Every week, they come with gas cans and a cooler filled with Sun Drops and Pabst Blue Ribbon. Donnie wears mirrored sunglasses and cut-offs without a shirt. His hair is slightly longish and strawberry blond like his mustache and sideburns, and undeniably, he is the more muscular of the two. He is Mama’s favorite. Aunt Jonie’s, too. I imagine him walking carefully over punji sticks in the only vision of Vietnam I can conjure, a rainy jungle tangled with kudzu, no sun, no sky in sight, signaling men behind him with hand gestures, talking without words. Hand up: stop! Hand down: careful.

I myself prefer the leaner, cleaner look of Tim whose hair is shorter but yellow as a peach like his brother’s. Mama thinks Tim is too saintly looking, but she likes the way he fills out a pair of Levi’s all the same, she says.

Aunt Jonie arrives with her lawn chair. She is wearing a string bikini under a little white wrap tied merely for ornamentation around her bony waist. “Girls, have I missed them?” she asks, opening her chair, sliding it next to Mama’s.

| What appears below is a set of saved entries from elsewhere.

use std::collections::HashMap;
use std::sync::Arc;

use issuer_crypto::hasher::sha256::SHA256;
use issuer_crypto::signer::es256::{ES256Signer, KeyPair};
use issuer_crypto::{CryptoProviderImpl, Hasher, Signer};
use serde_json::{Value, json};
use shared_types::CredentialOfferId;
use time::{Duration, OffsetDateTime};
use uuid::Uuid;

use crate::model::credential_offer::{CredentialOffer, CredentialOfferStateEnum};
use crate::proto::jwt::Jwt;
use crate::proto::jwt::model::{JWTHeader, JWTPayload};
use crate::proto::proof_validator::model::PROOF_JWT_TYPE;

pub const ISSUER_ID: &str = "https://issuer.example.com";

pub fn crypto_provider() -> CryptoProviderImpl {
    CryptoProviderImpl::new(
        HashMap::from_iter([("sha-256".to_string(), Arc::new(SHA256) as Arc<dyn Hasher>)]),
        HashMap::from_iter([("ES256".to_string(), Arc::new(ES256Signer) as Arc<dyn Signer>)]),
    )
}

pub fn dummy_offer(state: CredentialOfferStateEnum) -> CredentialOffer {
    let now = OffsetDateTime::now_utc();
    let has_token = matches!(
        state,
        CredentialOfferStateEnum::InProgress | CredentialOfferStateEnum::Issued
    );
    let has_data = matches!(
        state,
        CredentialOfferStateEnum::Offered | CredentialOfferStateEnum::InProgress
    );

    CredentialOffer {
        id: CredentialOfferId::new_v4(),
        created_date: now,
        last_modified: now,
        state,
        credential_configuration_ids: vec!["university_example_sd_jwt".to_string()],
        offer_data: has_data.then(|| {
            json!({
                "data": {
                    "name": "Data Science",
                    "type": "Bachelor of Science",
                    "average_grade": 5.33
                }
            })
        }),
        credential_metadata: None,
        access_token: has_token.then(Uuid::new_v4),
        token_expiration_timestamp: has_token.then(|| now + Duration::minutes(10)),
        nonce: Uuid::new_v4(),
        offer_expiration_timestamp: now + Duration::days(30),
        credential_valid_from: None,
        credential_valid_until: None,
        status_list_slots: None,
    }
}

/// Header with the holder key embedded as `jwk`
pub fn proof_header(holder: &KeyPair) -> JWTHeader {
    let jwk = ES256Signer::bytes_as_jwk(&holder.public).unwrap();

    JWTHeader {
        algorithm: Some("ES256".to_string()),
        key_id: None,
        r#type: Some(PROOF_JWT_TYPE.to_string()),
        jwk: Some(serde_json::to_value(jwk).unwrap()),
    }
}

pub fn proof_payload(nonce: &Uuid) -> JWTPayload<Value> {
    JWTPayload {
        issued_at: Some(OffsetDateTime::now_utc()),
        audience: Some(vec![ISSUER_ID.to_string()]),
        custom: json!({ "nonce": nonce.to_string() }),
        ..Default::default()
    }
}

pub fn sign_proof(holder: &KeyPair, header: JWTHeader, payload: JWTPayload<Value>) -> String {
    Jwt { header, payload }
        .tokenize(Box::new(|input| {
            ES256Signer
                .sign(input, &holder.private)
                .map_err(|e| e.to_string())
        }))
        .unwrap()
}

pub fn valid_proof(holder: &KeyPair, nonce: &Uuid) -> String {
    sign_proof(holder, proof_header(holder), proof_payload(nonce))
}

“No,” I say, and she grins with her tongue between her teeth and skips around all hot to trot, not like a grown woman should, I think. She considers herself the classiest, sassiest woman alive, and that’s about right, I guess. Her hair is a dark brown-red, only a shade or two darker than her skin is by the end of the summer. Her fingernails are heart-stopper crimson, she calls it, and stay looking wet like the commercials advertise.

I ask her again for the thousandth time how she got her nails so long and she says, “Tabby, I’ll tell you,” in that tone that signals a story is coming. “Your Aunt Jonie was born with fingernails this long.”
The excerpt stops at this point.